Mattia Pajè, 23 gennaio 2017, The Night of the Space Eaters, prima proiezione del terzo millennio nel Cinema della Colonia dell’ex Villaggio Eni di Borca di Cadore, gelido.
Da quando abbiamo avviato Progetto Borca, nell’estate 2014, molte parti della Colonia hanno ripreso vita, riprocessate da artisti, architetti, designers.
L’uso degli spazi è cambiato, e cambia continuamente, in modo fluido, attraverso le installazioni, le performances, attività, laboratori, workshop.
In questa fase, il progetto di rigenerazione muove dunque gli spazi senza cristallizzarli, flusso e transiti nella Colonia sono costanti, la reinterpretazione dello spazio un uso, non una plasmazione.
Nella doppia sala cinema, fin’ora avevano trovato posto un’opera di Luca Chiesura, un’installazione spaziale di Alessandro Fogo, un (effimero) dormitorio abusivo (Vil Coyote). Lavori presenti e silenti: inghiottiti dal verde muschio tessile che riveste pavimento e pareti, l’ennesimo paesaggio interno, netto.
Nella notte del 23 gennaio 2017, la sala ha preso vita.
Nel gelo notturno, dopo 25 anni, nuove immagini han preso corpo, la prima proiezione della nuova era ha avuto luogo.
Non un test, ma un lavoro performativo di Mattia Pajè, che con The Night of the Space Eaters ha sovrapposto alle tracce gellneriane del tempo di questo spazio le tracce del tempo d’altri spazi e mondi, fantastici, cosmici, alieni, mostruosi, formidabili.
Ma quale irriverenza (irriverenza e reverenza squallidamente s’elidono, a Borca, che non è un capezzale della cultura passata, amen).
Ancora una volta, sono venute le rappresentazioni delle esplorazioni spaziali, risuonando, nella capsula riverberante di questa spaziale stazione d’esplorazione, ch’è la Colonia. Risuonando la Colonia.
Un’epifania d’alterità, e, ancora una volta, le fantEscienze e finzionalità, a corrersi e mordersi intorno, proiettate in vortice nel luogo preciso delle altre alterità: incarnate, scientifiche, costruttive, cosmiche anch’esse (il Cosmo di Gellner, radice d’universo costruito).
Mentre Audrey cadeva.
Tutti i film proiettati trattano temi legati allo spazio e alla sua esplorazione, terribile.
Questa pelle mobile ha incrociato le gelide polveri notturne.
Gli Space Eaters sono gli affamati.
Affamato non è chi mangia, ma chi non rimane steso, e s’alza a mordere.
Quando uno Spazio viene eccessivamente determinato in icona, esso si riduce all’aura statica di sé, al fantasma, o all’icona stessa, o alla sindone.
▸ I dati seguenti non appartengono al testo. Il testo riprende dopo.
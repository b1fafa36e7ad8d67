use std::net::SocketAddr;

use id_ocr_extractor::{server, Config};

#[tokio::main]
async fn main() -> Result<(), Box<dyn std::error::Error>> {
    tracing_subscriber::fmt()
        .with_env_filter(
            tracing_subscriber::EnvFilter::try_from_default_env()
                .unwrap_or_else(|_| "info,tower_http=debug".into()),
        )
        .init();

    let config = Config::from_env();
    let app = server::build_app(&config)?;

    let listener = tokio::net::TcpListener::bind(("0.0.0.0", config.server.port)).await?;
    tracing::info!(
        addr = %listener.local_addr()?,
        environment = %config.server.environment,
        llm_configured = config.llm.is_configured(),
        model = %config.llm.model,
        "listening"
    );

    axum::serve(
        listener,
        app.into_make_service_with_connect_info::<SocketAddr>(),
    )
    .with_graceful_shutdown(shutdown_signal())
    .await?;

    tracing::info!("server stopped");
    Ok(())
}

async fn shutdown_signal() {
    let ctrl_c = async {
        if let Err(e) = tokio::signal::ctrl_c().await {
            tracing::error!(error = %e, "failed to listen for ctrl-c");
            std::future::pending::<()>().await;
        }
    };

    #[cfg(unix)]
    let terminate = async {
        match tokio::signal::unix::signal(tokio::signal::unix::SignalKind::terminate()) {
            Ok(mut sigterm) => {
                sigterm.recv().await;
            }
            Err(e) => {
                tracing::error!(error = %e, "failed to listen for SIGTERM");
                std::future::pending::<()>().await;
            }
        }
    };

    #[cfg(not(unix))]
    let terminate = std::future::pending::<()>();

    tokio::select! {
        _ = ctrl_c => tracing::info!("received SIGINT, shutting down"),
        _ = terminate => tracing::info!("received SIGTERM, shutting down"),
    }
}
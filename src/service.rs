use std::sync::Arc;
use std::time::Instant;

use serde_json::Value;

use crate::error::ExtractionError;
use crate::gateway::CompletionGateway;
use crate::models::{CostEstimate, Extraction, ExtractionResult};
use crate::normalize::{format_warnings, normalize};
use crate::prompt::build_prompt;
use crate::response::extract_json_object;

pub const MIN_OCR_CHARS: usize = 5;
pub const MAX_OCR_CHARS: usize = 15_000;

/// The extraction pipeline. Holds no per-request state, so a single instance
/// is shared by every handler.
pub struct ExtractionService {
    gateway: Arc<dyn CompletionGateway>,
    cost_per_1k_tokens: f64,
}

impl ExtractionService {
    pub fn new(gateway: Arc<dyn CompletionGateway>, cost_per_1k_tokens: f64) -> Self {
        Self {
            gateway,
            cost_per_1k_tokens,
        }
    }

    /// Run the pipeline and fold the outcome into the wire result.
    pub async fn run(&self, ocr_text: &str) -> ExtractionResult {
        match self.try_run(ocr_text).await {
            Ok(extraction) => extraction.into(),
            Err(e) => ExtractionResult::from(&e),
        }
    }

    /// validate → prompt → completion → JSON recovery → normalization.
    /// Every stage failure is terminal for the request.
    pub async fn try_run(&self, ocr_text: &str) -> Result<Extraction, ExtractionError> {
        let started = Instant::now();

        validate_ocr_text(ocr_text)?;
        let prompt = build_prompt(ocr_text);

        let completion = self.gateway.complete(&prompt).await.map_err(|e| {
            if e.is_local() {
                tracing::warn!(kind = ?e.kind(), "extraction not attempted");
            } else {
                tracing::error!(kind = ?e.kind(), "completion failed");
            }
            e
        })?;

        let raw = extract_json_object(&completion.content).map_err(|e| {
            tracing::error!(
                kind = ?e.kind(),
                completion_len = completion.content.len(),
                "no usable JSON in completion"
            );
            e
        })?;

        let record = normalize(&Value::Object(raw));
        let fields_extracted = record.fields_extracted();
        let warnings = format_warnings(&record);
        if !warnings.is_empty() {
            tracing::warn!(count = warnings.len(), "extracted fields with unexpected format");
        }

        let cost = completion.usage.as_ref().map(|usage| {
            CostEstimate::from_usage(usage, self.cost_per_1k_tokens, self.gateway.model())
        });
        let processing_time_ms = u64::try_from(started.elapsed().as_millis()).unwrap_or(u64::MAX);

        tracing::info!(fields_extracted, processing_time_ms, "extraction completed");

        Ok(Extraction {
            record,
            fields_extracted,
            processing_time_ms,
            usage: completion.usage,
            cost,
            warnings,
        })
    }
}

/// Lengths are counted in characters. The lower bound applies to the trimmed
/// text; the upper bound to the raw text, since that is what gets sent.
pub fn validate_ocr_text(ocr_text: &str) -> Result<(), ExtractionError> {
    let len = ocr_text.trim().chars().count();
    if len < MIN_OCR_CHARS {
        tracing::warn!(len, "OCR text too short");
        return Err(ExtractionError::InvalidInput(format!(
            "Testo OCR troppo corto (min {} caratteri)",
            MIN_OCR_CHARS
        )));
    }
    let raw_len = ocr_text.chars().count();
    if raw_len > MAX_OCR_CHARS {
        tracing::warn!(len = raw_len, "OCR text too long");
        return Err(ExtractionError::InvalidInput(format!(
            "Testo troppo lungo (max {} caratteri)",
            MAX_OCR_CHARS
        )));
    }
    Ok(())
}
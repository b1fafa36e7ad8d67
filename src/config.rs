use std::str::FromStr;
use std::time::Duration;

use url::Url;

pub const DEFAULT_BASE_URL: &str = "https://api.mistral.ai/v1";
pub const DEFAULT_MODEL: &str = "mistral-small-latest";

/// Settings handed to the completion gateway at construction time.
#[derive(Debug, Clone, PartialEq)]
pub struct LlmConfig {
    pub api_key: Option<String>,
    pub base_url: String,
    pub model: String,
    pub timeout_ms: u64,
    pub max_tokens: u32,
    pub temperature: f32,
    pub top_p: f32,
    /// EUR per 1000 tokens, used for the cost estimate only.
    pub cost_per_1k_tokens: f64,
}

impl Default for LlmConfig {
    fn default() -> Self {
        Self {
            api_key: None,
            base_url: DEFAULT_BASE_URL.to_string(),
            model: DEFAULT_MODEL.to_string(),
            timeout_ms: 20_000,
            max_tokens: 300,
            temperature: 0.1,
            top_p: 1.0,
            cost_per_1k_tokens: 0.0001,
        }
    }
}

impl LlmConfig {
    pub fn is_configured(&self) -> bool {
        self.api_key.is_some()
    }

    pub fn timeout(&self) -> Duration {
        Duration::from_millis(self.timeout_ms)
    }

    /// `{base_url}/chat/completions`, tolerating a trailing slash on the base.
    pub fn completions_url(&self) -> Result<Url, url::ParseError> {
        let base = format!("{}/", self.base_url.trim_end_matches('/'));
        Url::parse(&base)?.join("chat/completions")
    }
}

#[derive(Debug, Clone, PartialEq)]
pub struct ServerConfig {
    pub port: u16,
    pub environment: String,
    pub allowed_origins: Vec<String>,
    pub rate_limit_window_ms: u64,
    pub rate_limit_max_requests: u32,
    pub static_dir: String,
}

impl Default for ServerConfig {
    fn default() -> Self {
        Self {
            port: 3000,
            environment: "development".to_string(),
            allowed_origins: Vec::new(),
            rate_limit_window_ms: 15 * 60 * 1000,
            rate_limit_max_requests: 100,
            static_dir: "frontend".to_string(),
        }
    }
}

impl ServerConfig {
    pub fn is_production(&self) -> bool {
        self.environment == "production"
    }

    /// Origins CORS should accept: the configured list in production,
    /// the local dev server otherwise.
    pub fn cors_origins(&self) -> Vec<String> {
        if self.is_production() {
            self.allowed_origins.clone()
        } else {
            vec![
                format!("http://localhost:{}", self.port),
                format!("http://127.0.0.1:{}", self.port),
            ]
        }
    }
}

#[derive(Debug, Clone, Default, PartialEq)]
pub struct Config {
    pub llm: LlmConfig,
    pub server: ServerConfig,
}

impl Config {
    pub fn from_env() -> Self {
        Self::from_lookup(|key| std::env::var(key).ok())
    }

    /// Build the configuration from any key lookup. Unset or blank values
    /// keep their default; unparsable numbers are logged and ignored.
    pub fn from_lookup<F>(lookup: F) -> Self
    where
        F: Fn(&str) -> Option<String>,
    {
        let get = |key: &str| {
            lookup(key)
                .map(|v| v.trim().to_string())
                .filter(|v| !v.is_empty())
        };
        let llm_defaults = LlmConfig::default();
        let server_defaults = ServerConfig::default();

        let llm = LlmConfig {
            api_key: get("MISTRAL_API_KEY"),
            base_url: get("MISTRAL_BASE_URL").unwrap_or(llm_defaults.base_url),
            model: get("MISTRAL_MODEL").unwrap_or(llm_defaults.model),
            timeout_ms: parse_or(&get, "LLM_TIMEOUT_MS", llm_defaults.timeout_ms),
            max_tokens: parse_or(&get, "LLM_MAX_TOKENS", llm_defaults.max_tokens),
            temperature: parse_or(&get, "LLM_TEMPERATURE", llm_defaults.temperature),
            top_p: parse_or(&get, "LLM_TOP_P", llm_defaults.top_p),
            cost_per_1k_tokens: parse_or(
                &get,
                "LLM_COST_PER_1K_TOKENS",
                llm_defaults.cost_per_1k_tokens,
            ),
        };

        let server = ServerConfig {
            port: parse_or(&get, "PORT", server_defaults.port),
            environment: get("APP_ENV")
                .or_else(|| get("NODE_ENV"))
                .unwrap_or(server_defaults.environment),
            allowed_origins: get("ALLOWED_ORIGINS")
                .map(|list| {
                    list.split(',')
                        .map(|o| o.trim().to_string())
                        .filter(|o| !o.is_empty())
                        .collect()
                })
                .unwrap_or_default(),
            rate_limit_window_ms: parse_or(
                &get,
                "RATE_LIMIT_WINDOW_MS",
                server_defaults.rate_limit_window_ms,
            ),
            rate_limit_max_requests: parse_or(
                &get,
                "RATE_LIMIT_MAX_REQUESTS",
                server_defaults.rate_limit_max_requests,
            ),
            static_dir: get("STATIC_DIR").unwrap_or(server_defaults.static_dir),
        };

        Self { llm, server }
    }
}

fn parse_or<T, G>(get: &G, key: &str, default: T) -> T
where
    T: FromStr,
    G: Fn(&str) -> Option<String>,
{
    match get(key) {
        Some(raw) => raw.parse().unwrap_or_else(|_| {
            tracing::warn!(key, value = %raw, "ignoring unparsable setting");
            default
        }),
        None => default,
    }
}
Questo Spazio paralizzato va mangiato; a mangiarlo devono essere organismi famelici dal metabolismo critico-proiettivo, saprofiti culturali, potremmo dire anche.
No humans allowed: non si è trattato di uno spettacolo pubblico: non esiste alcun pubblico, mentre esiste lo Spazio. Mai abbiamo lavorato per uno spettatore: non esiste alcuno spettatore: il sangue della rigenerazione non è mai rappreso, e scorre per getti caldi nei tubi dal cuore: si nutre ella dello zampillo partecipativo, di sola azione.
In effetti, ogni talk decente sulla rigenerazione dovrebbe partire da Re-animator, Stuart Gordon, 1985.
Ma i talk sulla rigenerazione sono spesso indecenti, e letteralmente orrorifici.
Pajè ha rotto la censura della mobilità di questo spazio, riproiettandone l’immagine sua in vita.
Nel 2017, Cinema Progettoborca aprirà ancora le fauci, digrignando altri contenuti. Tra questi, mancherà, naturalmente, l’antropofagia del corpo di Gellner (che è la Colonia).